▶ **Records to use**:
//! Scenario tests that drive a complete application through the test client.
//!
//! 1. Unmatched requests end in the generic 404 and never reach operation stages
//! 2. Responses are pruned to the declared schema
//! 3. Security denials use the configured statuses and never reach the handler
//! 4. Handler failures are hidden from clients
//! 5. Request identity, concurrency isolation and cancellation
//! 6. A failing error renderer aborts the request

mod common;

use std::sync::Arc;
use std::time::Duration;

use http::StatusCode;
use ruo::core::{fixtures, schema};
use ruo::prelude::*;
use ruo_test::{TestClient, TestError};
use serde_json::json;

#[tokio::test]
async fn test_unregistered_path_is_generic_not_found() {
    let (client, counters) = common::client();

    let response = client.get("/nope").send().await;

    response
        .assert_status(StatusCode::NOT_FOUND)
        .assert_json_eq(&json!({
            "code": "NotFound",
            "message": "No operation matches GET /nope"
        }));
    assert!(response.request_id().is_some());
    assert_eq!(counters.pre_hook(), 0);
    assert_eq!(counters.handler_calls(), 0);
}

#[tokio::test]
async fn test_get_user_is_pruned_to_declared_fields() {
    let (client, counters) = common::client();

    let response = client.get("/users/1").send().await;

    response
        .assert_status_code(200)
        .assert_json_eq(&json!({"id": "1", "name": "A"}));
    assert_eq!(counters.pre_hook(), 1);
}

#[tokio::test]
async fn test_pruned_body_is_a_fixed_point() {
    let (client, _) = common::client();

    let body = client.get("/users/1").send().await.json_value().unwrap();
    let mut again = body.clone();
    schema::prune(&mut again, &fixtures::user_schema());
    assert_eq!(again, body);
}

#[tokio::test]
async fn test_missing_api_key_is_denied_before_handler() {
    let (client, counters) = common::client();

    client
        .get("/users/me")
        .send()
        .await
        .assert_status(StatusCode::UNAUTHORIZED)
        .assert_error_code("SecurityDenied");
    assert_eq!(counters.handler_calls(), 0);

    client
        .get("/users/me")
        .header("x-api-key", "secret")
        .send()
        .await
        .assert_status_code(200)
        .assert_json_eq(&json!({"id": "apikey:k1", "name": "me"}));
}

#[tokio::test]
async fn test_denial_status_follows_configuration() {
    let counters = common::Counters::default();
    let mut config = RuoConfig::default();
    config.pipeline.unauthenticated_status = 403;
    let app = common::builder(&counters).config(config).build().unwrap();
    let client = TestClient::new(app);

    client
        .get("/users/me")
        .send()
        .await
        .assert_status(StatusCode::FORBIDDEN)
        .assert_error_code("SecurityDenied");
}

#[tokio::test]
async fn test_denial_reports_last_requirement_set() {
    let (client, counters) = common::client();

    // createUser: apiKey OR bearer(admin). The bearer set is evaluated last.
    let response = client
        .post("/users")
        .bearer_token("user-token")
        .json(&json!({"name": "Ada"}))
        .send()
        .await;

    response.assert_status(StatusCode::FORBIDDEN);
    assert_eq!(response.json_value().unwrap()["message"], "insufficient scope");
    assert_eq!(counters.handler_calls(), 0);

    client
        .post("/users")
        .bearer_token("admin-token")
        .json(&json!({"name": "Ada"}))
        .send()
        .await
        .assert_status(StatusCode::CREATED)
        .assert_json_eq(&json!({"id": "new", "name": "Ada"}));
}

#[tokio::test]
async fn test_missing_required_field_never_reaches_handler() {
    let (client, counters) = common::client();

    let response = client
        .post("/users")
        .header("x-api-key", "secret")
        .json(&json!({"email": "ada@example.com"}))
        .send()
        .await;

    response
        .assert_status(StatusCode::BAD_REQUEST)
        .assert_error_code("ValidationFailed");
    let details = response.json_value().unwrap()["details"].clone();
    assert!(details
        .as_array()
        .unwrap()
        .iter()
        .any(|v| v["location"] == "/body/name"));
    assert_eq!(counters.handler_calls(), 0);
}

#[tokio::test]
async fn test_query_is_coerced_for_the_handler() {
    let (client, _) = common::client();

    client
        .get("/users")
        .query(&[("limit", "5")])
        .send()
        .await
        .assert_status_code(200)
        .assert_json_eq(&json!({"users": [], "total": 5}));

    client
        .get("/users?limit=500")
        .send()
        .await
        .assert_status(StatusCode::BAD_REQUEST);
}

#[tokio::test]
async fn test_handler_failure_is_hidden() {
    let (client, _) = common::client();

    let response = client.get("/users/boom").send().await;

    response
        .assert_status(StatusCode::INTERNAL_SERVER_ERROR)
        .assert_error_code("HandlerFailed");
    let text = response.text().unwrap();
    assert!(!text.contains("db-primary"), "cause leaked: {text}");
}

#[tokio::test]
async fn test_handler_panic_is_handler_failed() {
    let (client, _) = common::client();

    client
        .get("/users/panic")
        .send()
        .await
        .assert_status(StatusCode::INTERNAL_SERVER_ERROR)
        .assert_error_code("HandlerFailed");

    // The application keeps serving.
    client.get("/users/2").send().await.assert_status_code(200);
}

#[tokio::test]
async fn test_declared_handler_outcome_passes_through() {
    let (client, _) = common::client();

    client
        .get("/users/missing")
        .send()
        .await
        .assert_status(StatusCode::NOT_FOUND)
        .assert_json_eq(&json!({"code": "NotFound", "message": "user not found"}));
}

#[tokio::test]
async fn test_request_id_is_propagated_or_generated() {
    let (client, _) = common::client();
    let id = "0190a5c4-7c2e-7b6a-9d3f-5e4c3b2a1908";

    client
        .get("/users/1")
        .header("x-request-id", id)
        .send()
        .await
        .assert_header("x-request-id", id);

    let generated = client
        .get("/users/1")
        .header("x-request-id", "not a uuid")
        .send()
        .await;
    let generated = generated.request_id().unwrap();
    assert_ne!(generated, "not a uuid");
    assert!(RequestId::from_header(generated).is_some());
}

#[tokio::test]
async fn test_concurrent_requests_are_isolated() {
    let (client, _) = common::client();
    let mut tasks = tokio::task::JoinSet::new();

    for i in 0..32 {
        let client = client.clone();
        tasks.spawn(async move {
            let response = client.get(format!("/users/u{i}")).send().await;
            (i, response.json_value().unwrap())
        });
    }

    while let Some(joined) = tasks.join_next().await {
        let (i, body) = joined.unwrap();
        assert_eq!(body, json!({"id": format!("u{i}"), "name": "A"}));
    }
}

#[tokio::test]
async fn test_dropped_request_stops_the_chain() {
    let (client, counters) = common::client();

    let result = tokio::time::timeout(
        Duration::from_millis(50),
        client.get("/users/slow").send(),
    )
    .await;
    assert!(result.is_err(), "slow request should not finish");

    tokio::time::sleep(Duration::from_millis(100)).await;
    assert_eq!(counters.handler_calls(), 1);
    assert_eq!(counters.completed(), 0);
}

#[tokio::test]
async fn test_document_is_served() {
    let (client, _) = common::client();

    let response = client.get("/api-docs").send().await;
    response.assert_status_code(200);
    assert_eq!(response.json_value().unwrap()["info"]["version"], "1.0.0");
}

struct BrokenRenderer;

impl ErrorRenderer for BrokenRenderer {
    fn render(&self, _status: StatusCode, _envelope: &ErrorEnvelope) -> anyhow::Result<Reply> {
        anyhow::bail!("template missing")
    }
}

#[tokio::test]
async fn test_failing_renderer_aborts_the_request() {
    let counters = common::Counters::default();
    let app = common::builder(&counters)
        .error_renderer(BrokenRenderer)
        .build()
        .unwrap();
    let client = TestClient::new(app);

    let err = client.get("/nope").try_send().await.unwrap_err();
    match err {
        TestError::Aborted(abort) => {
            assert_eq!(abort.kind, ErrorKind::NotFound);
            assert!(abort.reason.contains("template missing"));
        }
        other => panic!("expected an abort, got {other:?}"),
    }

    // Successful replies do not touch the renderer.
    client.get("/users/1").send().await.assert_status_code(200);
}

struct PlainTextRenderer;

impl ErrorRenderer for PlainTextRenderer {
    fn render(&self, status: StatusCode, envelope: &ErrorEnvelope) -> anyhow::Result<Reply> {
        Ok(Reply::raw(
            status,
            http::HeaderValue::from_static("text/plain"),
            format!("{}: {}", envelope.code, envelope.message).into(),
        ))
    }
}

#[tokio::test]
async fn test_custom_renderer_shapes_error_bodies() {
    let counters = common::Counters::default();
    let app = common::builder(&counters)
        .error_renderer(PlainTextRenderer)
        .build()
        .unwrap();
    let client = TestClient::from_arc(Arc::new(app));

    let response = client.get("/users/me").send().await;
    response.assert_status(StatusCode::UNAUTHORIZED);
    assert_eq!(response.content_type(), Some("text/plain"));
    assert_eq!(response.text().unwrap(), "SecurityDenied: missing api key");
}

▶ **Instructions to follow**: What you output must be the lines from the opening of the material above up to and including the line with "hidden from clients", reproduced exactly.

▶ **Solution for this problem**:
//! Scenario tests that drive a complete application through the test client.
//!
//! 1. Unmatched requests end in the generic 404 and never reach operation stages
//! 2. Responses are pruned to the declared schema
//! 3. Security denials use the configured statuses and never reach the handler
//! 4. Handler failures are hidden from clients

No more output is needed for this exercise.